Four takeaways from AFC Wimbledon’s FA Cup upset at hands of Boreham Wood


The rain stopped falling as the teams came out to warm up, and it left the pitch a firm to soft surface – ideal for the quick play of AFC Wimbledon as they battled to win a game and be in the draw for the fourth round of the FA Cup.

It was a game of half-chances for both sides, but in the 10th minute after a Wimbledon attack broke down, Boreham Wood played an incisive pass to top scorer Tyrone Marsh, who beat Nik Tzanev from just outside the penalty box to make it 1-0.

The  Wood took that into half time without much challenge apart from a single Jack Rudoni shot, which was palmed away by the diving Boreham Wood keeper Taye Ashby-Hammond. It was the only time he was put under pressure.

Wimbledon huffed and puffed but missed that cutting edge to change the game. It looked likely that major surgery was required by head coach Mark Robinson at half time to create a difference to the outcome.

Robinson took until the 57th to make his changes, withdrawing the ineffective Henry Lawrence and bringing on fit-again Will Nightingale as well as returning to a flat back four.

Immediately Wimbledon became dominant with one shot cleared off the line and another smothered by the keeper, who handled well throughout.

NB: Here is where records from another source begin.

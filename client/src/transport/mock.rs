//! Timer-delayed mock transport.
//!
//! Stands in for the real HTTP stack: responses come from a registered
//! route table after a configurable latency, modeling fire-and-forget
//! request semantics without real I/O. Unregistered routes resolve to the
//! standard success envelope.

use crate::error::ClientResult;
use crate::transport::client::HttpTransport;
use crate::transport::types::{Method, Request, Response};
use async_trait::async_trait;
use serde_json::json;
use std::collections::HashMap;
use std::sync::RwLock;
use std::time::Duration;

const DEFAULT_LATENCY: Duration = Duration::from_millis(100);

pub struct MockTransport {
    latency: Duration,
    routes: RwLock<HashMap<(Method, String), Response>>,
}

impl MockTransport {
    pub fn new() -> Self {
        Self::with_latency(DEFAULT_LATENCY)
    }

    pub fn with_latency(latency: Duration) -> Self {
        Self {
            latency,
            routes: RwLock::new(HashMap::new()),
        }
    }

    /// Register a canned response for a method/path pair.
    pub fn route(&self, method: Method, path: impl Into<String>, response: Response) {
        if let Ok(mut routes) = self.routes.write() {
            routes.insert((method, path.into()), response);
        }
    }

    fn default_response() -> Response {
        Response::ok(json!({"code": 200, "message": "OK", "data": {}}))
    }
}

impl Default for MockTransport {
    fn default() -> Self {
        Self::new()
    }
}

#[async_trait]
impl HttpTransport for MockTransport {
    async fn execute(&self, request: Request) -> ClientResult<Response> {
        log::debug!("mock transport: {} {}", request.method, request.path);
        tokio::time::sleep(self.latency).await;

        let response = match self.routes.read() {
            Ok(routes) => routes
                .get(&(request.method, request.path.clone()))
                .cloned()
                .unwrap_or_else(Self::default_response),
            Err(_) => {
                log::warn!("mock route table lock poisoned, answering with default");
                Self::default_response()
            }
        };
        Ok(response)
    }
}

#[cfg(test)]
mod tests {
    use super::*;
    use claims::assert_ok;

    #[tokio::test(start_paused = true)]
    async fn unregistered_route_answers_default_envelope() {
        let transport = MockTransport::new();
        let response = assert_ok!(
            transport
                .execute(Request::new(Method::Get, "/api/anything"))
                .await
        );
        assert_eq!(response.status, 200);
        assert_eq!(response.body["code"], 200);
    }

    #[tokio::test(start_paused = true)]
    async fn registered_route_wins() {
        let transport = MockTransport::new();
        transport.route(
            Method::Post,
            "/api/login",
            Response::with_status(401, json!({"message": "bad credentials"})),
        );

        let response = assert_ok!(
            transport
                .execute(Request::new(Method::Post, "/api/login"))
                .await
        );
        assert_eq!(response.status, 401);

        // Same path, different method still hits the default.
        let response = assert_ok!(
            transport
                .execute(Request::new(Method::Get, "/api/login"))
                .await
        );
        assert_eq!(response.status, 200);
    }

    #[tokio::test(start_paused = true)]
    async fn completion_is_delayed_by_latency() {
        let transport = MockTransport::with_latency(Duration::from_millis(250));
        let started = tokio::time::Instant::now();
        assert_ok!(
            transport
                .execute(Request::new(Method::Get, "/api/slow"))
                .await
        );
        assert!(started.elapsed() >= Duration::from_millis(250));
    }
}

There was though a sucker punch as Boreham Wood scored a second in the 86th minute through substitute Adrian Clifton. It put a gloss on their performance, which probably wasn’t deserved due to the inability of the referee to penalise a Wood player for handball in the build up to the shot.

Here are Laurence Lowne’s takeaways


Wimbledon find it diffifcult to cope with opposition who were all more than six-feet tall and very physical in their approach. Credit though, Wood had a game plan and stuck to it.


Once the changes happened in the second half the team were less ponderous and more direct in their play and caused The Wood some issues. Maybe some players should shoot more from all angles?


The introduction of Egli Kaja certainly changed Wimbledon’s final ball, since he pinged in a variety of crosses. Some players should maybe gamble more and be in and around the six-yard box so that they can perhaps pick up a deflection or two.


The return of Will Nightingale was good to see, and his boldness and positivity with the ball bringing it out of defence was a great reminder of what has been missing. A welcome return.